DIRECTIONS:
Repeat the records word for word.

MATERIAL PROVIDED:
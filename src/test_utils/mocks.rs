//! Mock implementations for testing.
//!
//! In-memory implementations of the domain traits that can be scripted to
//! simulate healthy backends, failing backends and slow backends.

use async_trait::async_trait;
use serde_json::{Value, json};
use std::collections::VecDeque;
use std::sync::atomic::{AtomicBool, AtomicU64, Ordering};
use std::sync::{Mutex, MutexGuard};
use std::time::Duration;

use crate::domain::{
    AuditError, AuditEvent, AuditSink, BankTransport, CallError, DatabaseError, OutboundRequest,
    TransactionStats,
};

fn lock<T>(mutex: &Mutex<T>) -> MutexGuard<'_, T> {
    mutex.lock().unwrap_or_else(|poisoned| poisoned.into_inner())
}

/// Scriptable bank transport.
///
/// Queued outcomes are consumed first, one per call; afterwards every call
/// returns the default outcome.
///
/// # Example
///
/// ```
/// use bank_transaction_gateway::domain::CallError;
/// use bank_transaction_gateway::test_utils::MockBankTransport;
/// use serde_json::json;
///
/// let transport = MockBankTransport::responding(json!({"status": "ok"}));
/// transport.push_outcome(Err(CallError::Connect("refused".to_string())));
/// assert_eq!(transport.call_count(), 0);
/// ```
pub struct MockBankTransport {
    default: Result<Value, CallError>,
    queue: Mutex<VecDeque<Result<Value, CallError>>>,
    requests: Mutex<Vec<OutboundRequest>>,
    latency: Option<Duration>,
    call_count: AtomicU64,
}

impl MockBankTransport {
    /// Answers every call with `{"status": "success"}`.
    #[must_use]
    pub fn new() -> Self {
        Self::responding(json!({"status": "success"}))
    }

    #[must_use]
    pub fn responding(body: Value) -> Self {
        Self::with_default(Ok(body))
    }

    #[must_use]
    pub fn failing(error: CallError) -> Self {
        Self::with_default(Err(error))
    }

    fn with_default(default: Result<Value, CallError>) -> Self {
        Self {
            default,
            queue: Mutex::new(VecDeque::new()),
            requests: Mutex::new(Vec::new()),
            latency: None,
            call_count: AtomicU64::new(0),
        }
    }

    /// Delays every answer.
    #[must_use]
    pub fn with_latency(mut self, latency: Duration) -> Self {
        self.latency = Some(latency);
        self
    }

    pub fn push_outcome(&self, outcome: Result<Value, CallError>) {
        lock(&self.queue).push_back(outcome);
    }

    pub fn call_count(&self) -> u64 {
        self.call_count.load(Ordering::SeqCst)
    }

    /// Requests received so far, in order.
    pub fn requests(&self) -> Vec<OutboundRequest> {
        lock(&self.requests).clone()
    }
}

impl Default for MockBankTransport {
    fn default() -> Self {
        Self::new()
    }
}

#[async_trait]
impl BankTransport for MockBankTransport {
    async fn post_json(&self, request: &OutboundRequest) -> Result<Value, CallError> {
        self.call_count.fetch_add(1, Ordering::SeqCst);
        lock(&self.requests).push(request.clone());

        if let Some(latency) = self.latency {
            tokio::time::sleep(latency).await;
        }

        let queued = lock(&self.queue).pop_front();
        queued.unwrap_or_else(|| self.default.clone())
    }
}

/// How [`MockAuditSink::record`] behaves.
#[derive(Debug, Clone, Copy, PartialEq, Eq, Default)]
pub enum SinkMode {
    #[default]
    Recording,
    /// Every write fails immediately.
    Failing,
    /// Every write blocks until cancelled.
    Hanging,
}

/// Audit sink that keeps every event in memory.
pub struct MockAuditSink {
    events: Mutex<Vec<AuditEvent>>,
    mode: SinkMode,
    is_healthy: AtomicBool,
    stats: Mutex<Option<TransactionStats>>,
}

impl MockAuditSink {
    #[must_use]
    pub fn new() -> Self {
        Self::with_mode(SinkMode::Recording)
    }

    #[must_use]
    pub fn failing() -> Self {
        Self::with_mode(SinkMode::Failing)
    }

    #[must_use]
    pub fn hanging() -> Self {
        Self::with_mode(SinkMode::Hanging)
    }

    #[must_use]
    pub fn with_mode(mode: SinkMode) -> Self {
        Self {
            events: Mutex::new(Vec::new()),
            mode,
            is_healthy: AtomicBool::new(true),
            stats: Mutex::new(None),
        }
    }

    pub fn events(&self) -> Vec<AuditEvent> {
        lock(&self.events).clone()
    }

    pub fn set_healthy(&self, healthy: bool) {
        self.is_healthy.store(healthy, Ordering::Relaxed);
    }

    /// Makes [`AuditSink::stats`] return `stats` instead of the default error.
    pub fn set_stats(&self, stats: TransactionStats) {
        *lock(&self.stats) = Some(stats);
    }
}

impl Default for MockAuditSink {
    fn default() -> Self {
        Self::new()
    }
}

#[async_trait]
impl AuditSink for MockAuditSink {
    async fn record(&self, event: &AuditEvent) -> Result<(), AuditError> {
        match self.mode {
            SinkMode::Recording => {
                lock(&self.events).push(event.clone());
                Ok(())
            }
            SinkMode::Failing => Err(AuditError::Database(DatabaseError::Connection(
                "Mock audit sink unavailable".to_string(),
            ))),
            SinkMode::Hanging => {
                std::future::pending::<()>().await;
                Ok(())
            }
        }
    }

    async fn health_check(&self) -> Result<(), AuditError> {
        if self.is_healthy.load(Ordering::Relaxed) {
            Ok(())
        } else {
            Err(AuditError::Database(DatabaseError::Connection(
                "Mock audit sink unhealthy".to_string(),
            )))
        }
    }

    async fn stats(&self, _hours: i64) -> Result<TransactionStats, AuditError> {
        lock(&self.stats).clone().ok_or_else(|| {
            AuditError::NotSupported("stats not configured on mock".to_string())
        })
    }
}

TASK SOLUTION:
filename src/test_utils/mocks.rs
//! Mock implementations for testing.
//!
//! In-memory implementations of the domain traits that can be scripted to
//! simulate healthy backends, failing backends and slow backends.

use async_trait::async_trait;
use serde_json::{Value, json};
use std::collections::VecDeque;
use std::sync::atomic::{AtomicBool, AtomicU64, Ordering};
use std::sync::{Mutex, MutexGuard};
use std::time::Duration;

use crate::domain::{
    AuditError, AuditEvent, AuditSink, BankTransport, CallError, DatabaseError, OutboundRequest,
    TransactionStats,
};

fn lock<T>(mutex: &Mutex<T>) -> MutexGuard<'_, T> {
    mutex.lock().unwrap_or_else(|poisoned| poisoned.into_inner())
}

/// Scriptable bank transport.
///
/// Queued outcomes are consumed first, one per call; afterwards every call
/// returns the default outcome.
///
/// # Example
///
/// ```
/// use bank_transaction_gateway::domain::CallError;
/// use bank_transaction_gateway::test_utils::MockBankTransport;
/// use serde_json::json;
///
/// let transport = MockBankTransport::responding(json!({"status": "ok"}));
/// transport.push_outcome(Err(CallError::Connect("refused".to_string())));
/// assert_eq!(transport.call_count(), 0);
/// ```
pub struct MockBankTransport {
    default: Result<Value, CallError>,
    queue: Mutex<VecDeque<Result<Value, CallError>>>,
    requests: Mutex<Vec<OutboundRequest>>,
    latency: Option<Duration>,
    call_count: AtomicU64,
}

impl MockBankTransport {
    /// Answers every call with `{"status": "success"}`.
    #[must_use]
    pub fn new() -> Self {
        Self::responding(json!({"status": "success"}))
    }

    #[must_use]
    pub fn responding(body: Value) -> Self {
        Self::with_default(Ok(body))
    }

    #[must_use]
    pub fn failing(error: CallError) -> Self {
        Self::with_default(Err(error))
    }

    fn with_default(default: Result<Value, CallError>) -> Self {
        Self {
            default,
            queue: Mutex::new(VecDeque::new()),
            requests: Mutex::new(Vec::new()),
            latency: None,
            call_count: AtomicU64::new(0),
        }
    }

    /// Delays every answer.
    #[must_use]
    pub fn with_latency(mut self, latency: Duration) -> Self {
        self.latency = Some(latency);
        self
    }

    pub fn push_outcome(&self, outcome: Result<Value, CallError>) {
        lock(&self.queue).push_back(outcome);
    }

    pub fn call_count(&self) -> u64 {
        self.call_count.load(Ordering::SeqCst)
    }

    /// Requests received so far, in order.
    pub fn requests(&self) -> Vec<OutboundRequest> {
        lock(&self.requests).clone()
    }
}

impl Default for MockBankTransport {
    fn default() -> Self {
        Self::new()
    }
}

#[async_trait]
impl BankTransport for MockBankTransport {
    async fn post_json(&self, request: &OutboundRequest) -> Result<Value, CallError> {
        self.call_count.fetch_add(1, Ordering::SeqCst);
        lock(&self.requests).push(request.clone());

        if let Some(latency) = self.latency {
            tokio::time::sleep(latency).await;
        }

        let queued = lock(&self.queue).pop_front();
        queued.unwrap_or_else(|| self.default.clone())
    }
}

/// How [`MockAuditSink::record`] behaves.
#[derive(Debug, Clone, Copy, PartialEq, Eq, Default)]
pub enum SinkMode {
    #[default]
    Recording,
    /// Every write fails immediately.
    Failing,
    /// Every write blocks until cancelled.
    Hanging,
}

/// Audit sink that keeps every event in memory.
pub struct MockAuditSink {
    events: Mutex<Vec<AuditEvent>>,
    mode: SinkMode,
    is_healthy: AtomicBool,
    stats: Mutex<Option<TransactionStats>>,
}

impl MockAuditSink {
    #[must_use]
    pub fn new() -> Self {
        Self::with_mode(SinkMode::Recording)
    }

    #[must_use]
    pub fn failing() -> Self {
        Self::with_mode(SinkMode::Failing)
    }

    #[must_use]
    pub fn hanging() -> Self {
        Self::with_mode(SinkMode::Hanging)
    }

    #[must_use]
    pub fn with_mode(mode: SinkMode) -> Self {
        Self {
            events: Mutex::new(Vec::new()),
            mode,
            is_healthy: AtomicBool::new(true),
            stats: Mutex::new(None),
        }
    }

    pub fn events(&self) -> Vec<AuditEvent> {
        lock(&self.events).clone()
    }

    pub fn set_healthy(&self, healthy: bool) {
        self.is_healthy.store(healthy, Ordering::Relaxed);
    }

    /// Makes [`AuditSink::stats`] return `stats` instead of the default error.
    pub fn set_stats(&self, stats: TransactionStats) {
        *lock(&self.stats) = Some(stats);
    }
}

impl Default for MockAuditSink {
    fn default() -> Self {
        Self::new()
    }
}

#[async_trait]
impl AuditSink for MockAuditSink {
    async fn record(&self, event: &AuditEvent) -> Result<(), AuditError> {
        match self.mode {
            SinkMode::Recording => {
                lock(&self.events).push(event.clone());
                Ok(())
            }
            SinkMode::Failing => Err(AuditError::Database(DatabaseError::Connection(
                "Mock audit sink unavailable".to_string(),
            ))),
            SinkMode::Hanging => {
                std::future::pending::<()>().await;
                Ok(())
            }
        }
    }

    async fn health_check(&self) -> Result<(), AuditError> {
        if self.is_healthy.load(Ordering::Relaxed) {
            Ok(())
        } else {
            Err(AuditError::Database(DatabaseError::Connection(
                "Mock audit sink unhealthy".to_string(),
            )))
        }
    }

    async fn stats(&self, _hours: i64) -> Result<TransactionStats, AuditError> {
        lock(&self.stats).clone().ok_or_else(|| {
            AuditError::NotSupported("stats not configured on mock".to_string())
        })
    }
}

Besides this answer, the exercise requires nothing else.